So. Why is the Madhouse like my parents? Well… Both at the Madhouse and at my Parents’ they treat me like a child. Why ISN’T the Madhouse like my Parents? Because they take a different aim to it.
In the Madhouse they treat you like a child: You get to play with crayons and paint like in Kindergarten, and there is no one who says what it should look like or who criticizes your scribbles. Someone wakes you up, someone reminds you of food, someone reminds you of pills, someone puts you in bed. Your whole day is planned out for you, you don’t have to think about anything. When you’re feeling awful they’ll try to make it go away (mostly that’s by doping you up, but if it helped I never minded) and put you in bed. No one looks at you strange or tells you to man up when you break down crying or talk to someone who isn’t there. There is always someone willing to listen to you even when you sound no more coherent than a 3-year-old.
In the Madhouse they treat you like an adult too: They respect your privacy, you don’t have to tell anything you don’t want to, you are given the choice to cooperate.
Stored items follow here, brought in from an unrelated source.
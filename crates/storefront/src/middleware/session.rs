//! Session middleware configuration.
//!
//! Sets up SQLite-backed sessions using tower-sessions. Sessions end with
//! the browser session unless the user asked to be remembered at login.

use sqlx::SqlitePool;
use tower_sessions::{Expiry, SessionManagerLayer, cookie::time::Duration};
use tower_sessions_sqlx_store::SqliteStore;

use crate::config::StorefrontConfig;

/// Session cookie name.
pub const SESSION_COOKIE_NAME: &str = "petlandia_session";

/// Inactivity expiry for "remember me" sessions (30 days).
pub const REMEMBER_ME_DAYS: i64 = 30;

/// Expiry applied when the user ticks "remember me".
#[must_use]
pub const fn remember_me_expiry() -> Expiry {
    Expiry::OnInactivity(Duration::days(REMEMBER_ME_DAYS))
}

/// Create the session layer with the SQLite store.
///
/// The `tower_sessions` table is created by [`crate::db::migrate`].
#[must_use]
pub fn create_session_layer(
    pool: &SqlitePool,
    config: &StorefrontConfig,
) -> SessionManagerLayer<SqliteStore> {
    let store = SqliteStore::new(pool.clone());

    SessionManagerLayer::new(store)
        .with_name(SESSION_COOKIE_NAME)
        .with_expiry(Expiry::OnSessionEnd)
        .with_secure(config.secure_cookies())
        .with_same_site(tower_sessions::cookie::SameSite::Lax)
        .with_http_only(true)
        .with_path("/")
}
They don’t assume you are stupid because you’re ill.
At my Parents’ they treat you like a child: You don’t get to do anything without supervision, everything you do is subject to extreme suspicion, you’re not allowed to go anywhere outside the house without a companion, they don’t leave you alone at home without a babysit, you’re regarded as stupid and unemancipated even in issues concerning yourself, and every decision you take is second guessed. No matter what you want to do they’ll always repeat the whole body of rules to you as if you have the brain of an amniotic goldfish. Every time you do something against their wish they’ll threaten to take away your privileges and when you say something they don’t like they’ll lecture you like a you’d lecture a small kid using faulty grammar. They need to know where you are at all times.
My parents treat you like an adult too: You have to be responsible for your own deeds, you need to keep into account not only yourself but also their feelings and wishes all the time. You’re expected to take care of all practical things in life yourself, and when you break down they’ll pat you on the shoulder and tell you to get it together… in the best case. You’re supposed to be sensible and act appropriately at all times. If you want something you have to get it done yourself.
END OF RANT. Sorry. Just had to get that out.